THE KEY TO MAKING YOUR BUSINESS PROFITABLE AND LIFE-GIVING

Structure will give you so much flexibility. You will have so much more freedom and flexibility the more you have structure in your business. - Kate Matheson, Mathesonandco

 

DR. DANIELLE: Very much so. With my first practice, long story short, I just got to a point where I was no longer okay with dealing with it all. And I was pregnant and I wanted nothing more than to have a healthy baby. So I sold my practice. Another doctor took over roughly like, I don’t know, six weeks after the point which I decided I wanted to step away from practice. So it was all very fast. And a couple of years later, I started to practice again, started with a whole different approach. I kept my office expenses really low, first of all. And that was very key. Yeah. And I set my office hours to be 10-2, Monday and Thursday. And then I had like 4-6 or 4-7, depending on what was needed, like how many people were scheduled on Wednesday evening. So it was a total of like 11 hours every week. And my practice was profitable in less than 90 days. And I remember thinking like, this is a thing.

KATE: It can be so much better.

DR. DANIELLE: Yes. It was so much better. And I was excited and I was energized by my practice, not drained by it. I didn’t feel like it was sucking the life out of me. And I could actually get out of bed at a decent time in the morning. I wasn’t struggling with fatigue and burnout really. And I also knew at that point to make sure that I had time scheduled or dedicated to working on marketing for that new practice. And so it was a very, very different experience.

KATE: I always tell people, because I think a lot of times people are like, oh structure, like it’s so formal, it’s so rigid. Structure will give you so much flexibility. You will have so much more freedom and flexibility the more you have structure in your business. And I’ve found that this is my sixth business that I’ve had over the last eleven years and I’ve just been sort of getting better and better at running them. And this business is highly structured and I have a lot of freedom and like we were sort of saying before you need that white space to just think and dream and be an entrepreneur and the structure allows you to do that.

DR. DANIELLE: Yeah. And that’s a really great point too. When you own the business and you work in the business, you have two primary roles that you are filling. Someone has to be the CEO of the business and someone has to be the delivery person – delivery as in delivering the service, right? You’ve gotta do both of those things. And so you have to make time for both of those things and not just time, but like you have to have the energy for those things. You have to have the bandwidth.

KATE: A hundred percent. And I think actually – we’ll probably talk about this – it’s like, it’s not always time. It’s not always that you need hours. I call it intention and attention. You just need to have some intention on certain things. It doesn’t mean that they’re going to take a lot of hours, but they maybe are quite important still.

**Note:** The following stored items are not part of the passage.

use std::sync::Arc;

use async_trait::async_trait;
use tracing::{debug, error, info, warn};

use article_releases_core::{
    Accepter, Header, HeaderReader, MessageQueueConfig, OutputSdc, ReleaseResult, RemoteFunction,
    RemoteRequest, RuntimeSession, Sdc, SessionRequester,
};

use crate::classifier::check_result;
use crate::pipeline::{AccepterHandler, ReleaseOutcomes, Released};

/// SQL 处理 worker 拒绝 Header 发布时写入响应的错误信息
pub const HEADER_RELEASE_ERROR: &str = "Header Data cannot release";

/// Header 的远程发布调用
///
/// 读取当前 Header，按请求设置发布标志，再通过会话请求交给 SQL 处理 worker 提交。
/// 只有 worker 确认成功时才返回 Header。
pub struct HeaderReleaser {
    requester: Arc<dyn SessionRequester>,
    reader: Arc<dyn HeaderReader>,
    sql_queue: String,
}

impl HeaderReleaser {
    pub fn new(
        requester: Arc<dyn SessionRequester>,
        reader: Arc<dyn HeaderReader>,
        sql_queue: impl Into<String>,
    ) -> Self {
        Self {
            requester,
            reader,
            sql_queue: sql_queue.into(),
        }
    }

    /// 使用配置中的第一个SQL处理队列
    pub fn from_config(
        requester: Arc<dyn SessionRequester>,
        reader: Arc<dyn HeaderReader>,
        config: &MessageQueueConfig,
    ) -> ReleaseResult<Self> {
        Ok(Self::new(requester, reader, config.queue_to_sql()?))
    }

    pub fn sql_queue(&self) -> &str {
        &self.sql_queue
    }

    pub async fn release_header(
        &self,
        input: &Sdc,
        session: RuntimeSession,
        output: &mut OutputSdc,
    ) -> Option<Header> {
        let mut header = match self.reader.read_header(input).await {
            Ok(Some(header)) => header,
            Ok(None) => {
                debug!(
                    session_id = %session,
                    article = input.article.article,
                    "未找到Header数据，跳过发布"
                );
                return None;
            }
            Err(e) => {
                error!(
                    session_id = %session,
                    article = input.article.article,
                    "读取Header数据失败: {e}"
                );
                return None;
            }
        };

        header.is_released = input.article.is_released;

        let request = match RemoteRequest::new(RemoteFunction::ArticleHeader, &header, session) {
            Ok(request) => request,
            Err(e) => {
                error!("构建Header发布请求失败: {e}");
                return None;
            }
        };

        let response = match self
            .requester
            .session_keep_request(&self.sql_queue, &request)
            .await
        {
            Ok(response) => response,
            Err(e) => {
                error!(
                    session_id = %request.session(),
                    queue = %self.sql_queue,
                    "rmq error: {e}"
                );
                return None;
            }
        };

        if let Err(e) = self.requester.ack(&response).await {
            warn!(session_id = %response.session, "确认会话响应失败: {e}");
        }

        if !check_result(&response) {
            warn!(
                session_id = %response.session,
                result = ?response.reply.result,
                "SQL处理worker拒绝Header发布"
            );
            output.record_sql_update_failure(HEADER_RELEASE_ERROR);
            return None;
        }

        info!(
            session_id = %response.session,
            article = header.article,
            is_released = ?header.is_released,
            "Header发布成功"
        );
        Some(header)
    }
}

#[async_trait]
impl AccepterHandler for HeaderReleaser {
    fn accepter(&self) -> Accepter {
        Accepter::Header
    }

    async fn release(
        &self,
        input: &Sdc,
        session: RuntimeSession,
        output: &mut OutputSdc,
        _prior: &ReleaseOutcomes,
    ) -> Option<Released> {
        self.release_header(input, session, output)
            .await
            .map(Released::Header)
    }
}
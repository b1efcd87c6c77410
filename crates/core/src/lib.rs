pub mod config;
pub mod errors;
pub mod models;
pub mod traits;

pub use config::{AppConfig, DatabaseConfig, MessageQueueConfig, ObservabilityConfig};
pub use errors::*;
pub use models::{
    Accepter, ApiType, Article, Header, Message, OutputSdc, RemoteFunction, RemoteReply,
    RemoteRequest, RuntimeSession, Sdc, SessionResponse,
};
pub use traits::{HeaderReader, SessionRequester};
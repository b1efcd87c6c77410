use std::fmt;
use std::str::FromStr;

use serde::{Deserialize, Serialize};

use super::RuntimeSession;
use crate::errors::ReleaseError;

/// 输入读取器解析出的请求（SDC）
///
/// 一次 API 调用的只读输入，由输入读取器从 broker 消息中解码。
#[derive(Debug, Clone, Default, Serialize, Deserialize)]
pub struct Sdc {
    #[serde(default)]
    pub connection_key: String,
    #[serde(default)]
    pub result: bool,
    #[serde(default)]
    pub redis_key: String,
    #[serde(default)]
    pub filepath: String,
    #[serde(default)]
    pub api_status_code: i32,
    #[serde(default)]
    pub runtime_session_id: String,
    #[serde(default)]
    pub business_partner: i32,
    #[serde(default)]
    pub service_label: String,
    #[serde(default)]
    pub api_type: String,
    #[serde(rename = "Article")]
    pub article: Article,
    #[serde(default)]
    pub api_schema: String,
    #[serde(default)]
    pub accepter: Vec<String>,
    #[serde(default)]
    pub deleted: bool,
}

impl Sdc {
    /// 本次调用的会话句柄
    pub fn session(&self) -> RuntimeSession {
        RuntimeSession::new(self.runtime_session_id.as_str())
    }

    /// 解析API类型
    pub fn api_type(&self) -> Result<ApiType, ReleaseError> {
        self.api_type.parse()
    }
}

/// 请求中携带的文章数据
#[derive(Debug, Clone, Default, PartialEq, Serialize, Deserialize)]
#[serde(rename_all = "PascalCase")]
pub struct Article {
    pub article: i32,
    /// `None` 表示请求未指定发布状态
    #[serde(default, alias = "IsReleaseled")]
    pub is_released: Option<bool>,
}

/// API类型
#[derive(Debug, Clone, Copy, PartialEq, Eq, Hash)]
pub enum ApiType {
    Releases,
}

impl ApiType {
    pub fn as_str(&self) -> &'static str {
        match self {
            ApiType::Releases => "releases",
        }
    }
}

impl FromStr for ApiType {
    type Err = ReleaseError;

    fn from_str(s: &str) -> Result<Self, Self::Err> {
        match s {
            "releases" => Ok(ApiType::Releases),
            other => Err(ReleaseError::UnknownApiType(other.to_string())),
        }
    }
}

impl fmt::Display for ApiType {
    fn fmt(&self, f: &mut fmt::Formatter<'_>) -> fmt::Result {
        f.write_str(self.as_str())
    }
}

/// 请求中需要发布的子资源种类
#[derive(Debug, Clone, Copy, PartialEq, Eq, Hash)]
pub enum Accepter {
    Header,
}

impl Accepter {
    pub fn as_str(&self) -> &'static str {
        match self {
            Accepter::Header => "Header",
        }
    }
}

impl FromStr for Accepter {
    type Err = ReleaseError;

    fn from_str(s: &str) -> Result<Self, Self::Err> {
        match s {
            "Header" => Ok(Accepter::Header),
            other => Err(ReleaseError::UnknownAccepter(other.to_string())),
        }
    }
}

impl fmt::Display for Accepter {
    fn fmt(&self, f: &mut fmt::Formatter<'_>) -> fmt::Result {
        f.write_str(self.as_str())
    }
}
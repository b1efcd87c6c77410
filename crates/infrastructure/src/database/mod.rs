pub mod header_reader;

pub use header_reader::*;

WHERE YOU THINK YOU NEED TO SPEND YOUR TIME VS. WHERE BOOKINGS COME FROM

DR. DANIELLE: Yes. Okay, so I brought up the post that you had shared recently on Instagram that I was like, okay, let’s talk more about this Kate, because you have two slides here. And on the first one it says, “Where do you think you need to spend your time?” And on the second one, it says “Where most bookings come from.” And I was like, Hmm, interesting. So really it’s like where you think you need to spend your time and what you actually need to spend your time on. If we know where most bookings are coming from, then we know this is where we need to put our focus. We don’t need to spend time on these other things.

 


 

Instagram post from @mathesonandco on where bookings really come from.

 

KATE: Well, that’s what I was gonna say is I was really careful in doing this post actually, in not to say like, okay, this is where you think you need to spend your time versus where you actually need to spend your time, but this is why I’m saying intention versus attention versus necessarily hours. Because a lot of the things that are very high impact booking sources, they actually don’t require a lot of time. So it’s really about putting your focus and your energy and prioritizing the right things versus sort of needlessly spending time just because we think we should. Which I sadly think happens a lot because like we were saying so many practitioners, they don’t know the business side, you don’t really learn it in school. So they get out knowing they need to be marketing and the need to get the bookings, but then they really look at what you can see, what is happening, and what most people are talking about. And that happens to be the stuff you can see from scrolling Instagram or the stuff you can see on people’s websites. It’s the branding or the social media or the ads. And that’s really just a small piece of the picture.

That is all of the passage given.